Problem description:
The answer should consist solely of the lines from the first one below through the line containing "across all runs.", copied exactly.

Available data:
|---|
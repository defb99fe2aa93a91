use rand::rngs::StdRng;
use rand::SeedableRng;
use rust_decimal::Decimal;
use rust_decimal_macros::dec;
use serde::{Deserialize, Serialize};
use std::time::Instant;

use crate::engine::{plan_returns_with_rng, run_plan, validate_engine_config, EngineConfig};
use crate::error::{EngineError, ValidationIssue};
use crate::math::{mean, percentile_sorted};
use crate::returns::ReturnConfig;
use crate::types::{with_metadata, ComputationOutput, Money, PhaseStatus, Rate, Year};
use crate::withdrawal::segments::WithdrawalSegment;
use crate::EngineResult;

const MAX_SIMULATIONS: u32 = 100_000;

// ---------------------------------------------------------------------------
// Types
// ---------------------------------------------------------------------------

#[derive(Debug, Clone, Serialize, Deserialize)]
pub struct MonteCarloInput {
    pub config: EngineConfig,
    #[serde(default = "default_num_simulations")]
    pub num_simulations: u32,
    /// Run `i` is seeded with `seed + i`.
    #[serde(default)]
    pub seed: u64,
}

fn default_num_simulations() -> u32 {
    1_000
}

/// Percentile summary of a capital distribution.
#[derive(Debug, Clone, PartialEq, Serialize, Deserialize)]
pub struct CapitalPercentiles {
    pub p5: Money,
    pub p25: Money,
    pub p50: Money,
    pub p75: Money,
    pub p95: Money,
}

impl CapitalPercentiles {
    fn from_values(values: &mut [Decimal]) -> Self {
        values.sort();
        CapitalPercentiles {
            p5: percentile_sorted(values, dec!(5)),
            p25: percentile_sorted(values, dec!(25)),
            p50: percentile_sorted(values, dec!(50)),
            p75: percentile_sorted(values, dec!(75)),
            p95: percentile_sorted(values, dec!(95)),
        }
    }
}

/// End-capital distribution for one calendar year across all runs.
#[derive(Debug, Clone, Serialize, Deserialize)]
pub struct YearBand {
    pub year: Year,
    #[serde(flatten)]
    pub percentiles: CapitalPercentiles,
}

#[derive(Debug, Clone, Serialize, Deserialize)]
pub struct MonteCarloOutput {
    pub num_simulations: u32,
    pub bands: Vec<YearBand>,
    pub final_capital: CapitalPercentiles,
    pub final_capital_mean: Money,
    /// Share of runs whose capital lasted to the end year.
    pub success_rate: Rate,
    pub depleted_runs: u32,
}

// ---------------------------------------------------------------------------
// Core function
// ---------------------------------------------------------------------------

fn is_random(config: &ReturnConfig) -> bool {
    matches!(config, ReturnConfig::Random { .. })
}

fn has_random_returns(config: &EngineConfig, segments: &[WithdrawalSegment]) -> bool {
    (config.has_accumulation() && is_random(&config.accumulation_returns))
        || segments.iter().any(|s| is_random(&s.return_config))
}

/// Run the full pipeline `num_simulations` times with independently seeded
/// return draws. Runs share nothing but the configuration.
pub fn run_monte_carlo(input: &MonteCarloInput) -> EngineResult<ComputationOutput<MonteCarloOutput>> {
    let start = Instant::now();
    let mut issues = validate_engine_config(&input.config);
    if input.num_simulations == 0 || input.num_simulations > MAX_SIMULATIONS {
        issues.push(ValidationIssue::new(
            "num_simulations",
            format!("Anzahl Simulationen muss zwischen 1 und {MAX_SIMULATIONS} liegen."),
        ));
    }
    EngineError::from_issues(issues)?;

    let config = &input.config;
    let mut warnings = Vec::new();
    if !has_random_returns(config, &config.withdrawal_segments()) {
        warnings.push("Keine Zufallsrenditen konfiguriert; alle Läufe sind identisch".to_string());
    }

    let years: Vec<Year> = (config.start_year..=config.end_year).collect();
    let mut per_year: Vec<Vec<Decimal>> = vec![Vec::with_capacity(input.num_simulations as usize); years.len()];
    let mut finals = Vec::with_capacity(input.num_simulations as usize);
    let mut depleted_runs = 0u32;

    for i in 0..input.num_simulations {
        let mut rng = StdRng::seed_from_u64(input.seed.wrapping_add(u64::from(i)));
        let returns = plan_returns_with_rng(config, &mut rng)?;
        let rows = run_plan(config, &returns)?;

        if rows.iter().any(|r| r.status == PhaseStatus::Depleted) {
            depleted_runs += 1;
        }
        // depleted runs stop early and hold zero capital afterwards
        for (idx, year) in years.iter().enumerate() {
            let value = rows
                .iter()
                .find(|r| r.year == *year)
                .map(|r| r.end_capital)
                .unwrap_or(Decimal::ZERO);
            per_year[idx].push(value);
        }
        finals.push(rows.last().map(|r| r.end_capital).unwrap_or(Decimal::ZERO));
    }

    let bands = years
        .iter()
        .zip(per_year.iter_mut())
        .map(|(year, values)| YearBand {
            year: *year,
            percentiles: CapitalPercentiles::from_values(values),
        })
        .collect();
    let final_capital_mean = mean(&finals);
    let final_capital = CapitalPercentiles::from_values(&mut finals);
    let n = Decimal::from(input.num_simulations);
    let success_rate = (n - Decimal::from(depleted_runs)) / n;

    log::debug!(
        "monte carlo: {} runs, success rate {}",
        input.num_simulations,
        success_rate.round_dp(4)
    );

    let output = MonteCarloOutput {
        num_simulations: input.num_simulations,
        bands,
        final_capital,
        final_capital_mean,
        success_rate,
        depleted_runs,
    };

    let elapsed = start.elapsed().as_micros() as u64;
    Ok(with_metadata(
        "Monte Carlo projection (independently seeded return paths through the full pipeline)",
        &serde_json::json!({
            "num_simulations": input.num_simulations,
            "seed": input.seed,
            "start_year": config.start_year,
            "end_year": config.end_year,
        }),
        warnings,
        elapsed,
        output,
    ))
}

#[cfg(test)]
mod tests {
    use super::*;
    use crate::costs::WithdrawalCosts;
    use crate::engine::WithdrawalPlan;
    use crate::tax::{BasiszinsTable, TaxConfig};
    use crate::types::Granularity;
    use crate::withdrawal::strategy::WithdrawalStrategyConfig;
    use std::collections::BTreeMap;

    fn random_returns() -> ReturnConfig {
        ReturnConfig::Random {
            average_return: dec!(0.05),
            standard_deviation: dec!(0.15),
            seed: None,
        }
    }

    fn config() -> EngineConfig {
        EngineConfig {
            plans: Vec::new(),
            start_year: 2030,
            retirement_year: 2030,
            end_year: 2049,
            granularity: Granularity::Yearly,
            accumulation_returns: ReturnConfig::Fixed { rate: dec!(0.05) },
            accumulation_inflation: None,
            withdrawal: WithdrawalPlan::Single {
                strategy: WithdrawalStrategyConfig::FixedPercent { rate: dec!(0.05) },
                returns: random_returns(),
                inflation: None,
                income_tax_rate: None,
            },
            tax: TaxConfig::default(),
            basiszins: BasiszinsTable::default(),
            costs: WithdrawalCosts::default(),
            other_income: BTreeMap::new(),
            black_swan: None,
            return_overrides: BTreeMap::new(),
            include_risk: false,
            risk_free_rate: Decimal::ZERO,
        }
    }

    fn input(n: u32) -> MonteCarloInput {
        let mut config = config();
        // start capital comes from a one-time payment the year before
        config.start_year = 2029;
        config.plans.push(crate::accumulation::plans::SavingsPlan {
            id: "lump".into(),
            start: chrono::NaiveDate::from_ymd_opt(2029, 1, 1).unwrap(),
            end: chrono::NaiveDate::from_ymd_opt(2029, 1, 1),
            annual_amount: dec!(500_000),
            ter: None,
            transaction_cost_percent: None,
            transaction_cost_absolute: None,
            inflation_adjusted: false,
        });
        MonteCarloInput {
            config,
            num_simulations: n,
            seed: 42,
        }
    }

    #[test]
    fn test_same_seed_same_result() {
        let a = run_monte_carlo(&input(50)).unwrap().result;
        let b = run_monte_carlo(&input(50)).unwrap().result;
        assert_eq!(a.final_capital, b.final_capital);
        assert_eq!(a.success_rate, b.success_rate);
    }

    #[test]
    fn test_bands_are_ordered() {
        let out = run_monte_carlo(&input(100)).unwrap().result;
        assert_eq!(out.bands.len(), 21);
        for band in &out.bands {
            let p = &band.percentiles;
            assert!(p.p5 <= p.p25 && p.p25 <= p.p50 && p.p50 <= p.p75 && p.p75 <= p.p95);
        }
        // the accumulation year has a fixed return, so no spread
        assert_eq!(out.bands[0].percentiles.p5, out.bands[0].percentiles.p95);
        assert!(out.bands[20].percentiles.p5 < out.bands[20].percentiles.p95);
    }

    #[test]
    fn test_success_rate_bounds() {
        let out = run_monte_carlo(&input(100)).unwrap().result;
        assert!(out.success_rate >= Decimal::ZERO && out.success_rate <= Decimal::ONE);
        assert_eq!(
            out.success_rate,
            Decimal::from(100 - out.depleted_runs) / dec!(100)
        );
    }

    #[test]
    fn test_deterministic_config_warns() {
        let mut inp = input(5);
        inp.config.withdrawal = WithdrawalPlan::Single {
            strategy: WithdrawalStrategyConfig::FixedPercent { rate: dec!(0.04) },
            returns: ReturnConfig::Fixed { rate: dec!(0.05) },
            inflation: None,
            income_tax_rate: None,
        };
        let out = run_monte_carlo(&inp).unwrap();
        assert_eq!(out.warnings.len(), 1);
        assert_eq!(out.result.final_capital.p5, out.result.final_capital.p95);
        assert_eq!(out.result.success_rate, Decimal::ONE);
    }

    #[test]
    fn test_zero_simulations_rejected() {
        assert!(run_monte_carlo(&input(0)).is_err());
    }
}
|---|
Reply to the task:
repository defb99fe2aa93a91
use rand::rngs::StdRng;
use rand::SeedableRng;
use rust_decimal::Decimal;
use rust_decimal_macros::dec;
use serde::{Deserialize, Serialize};
use std::time::Instant;

use crate::engine::{plan_returns_with_rng, run_plan, validate_engine_config, EngineConfig};
use crate::error::{EngineError, ValidationIssue};
use crate::math::{mean, percentile_sorted};
use crate::returns::ReturnConfig;
use crate::types::{with_metadata, ComputationOutput, Money, PhaseStatus, Rate, Year};
use crate::withdrawal::segments::WithdrawalSegment;
use crate::EngineResult;

const MAX_SIMULATIONS: u32 = 100_000;

// ---------------------------------------------------------------------------
// Types
// ---------------------------------------------------------------------------

#[derive(Debug, Clone, Serialize, Deserialize)]
pub struct MonteCarloInput {
    pub config: EngineConfig,
    #[serde(default = "default_num_simulations")]
    pub num_simulations: u32,
    /// Run `i` is seeded with `seed + i`.
    #[serde(default)]
    pub seed: u64,
}

fn default_num_simulations() -> u32 {
    1_000
}

/// Percentile summary of a capital distribution.
#[derive(Debug, Clone, PartialEq, Serialize, Deserialize)]
pub struct CapitalPercentiles {
    pub p5: Money,
    pub p25: Money,
    pub p50: Money,
    pub p75: Money,
    pub p95: Money,
}

impl CapitalPercentiles {
    fn from_values(values: &mut [Decimal]) -> Self {
        values.sort();
        CapitalPercentiles {
            p5: percentile_sorted(values, dec!(5)),
            p25: percentile_sorted(values, dec!(25)),
            p50: percentile_sorted(values, dec!(50)),
            p75: percentile_sorted(values, dec!(75)),
            p95: percentile_sorted(values, dec!(95)),
        }
    }
}

/// End-capital distribution for one calendar year across all runs.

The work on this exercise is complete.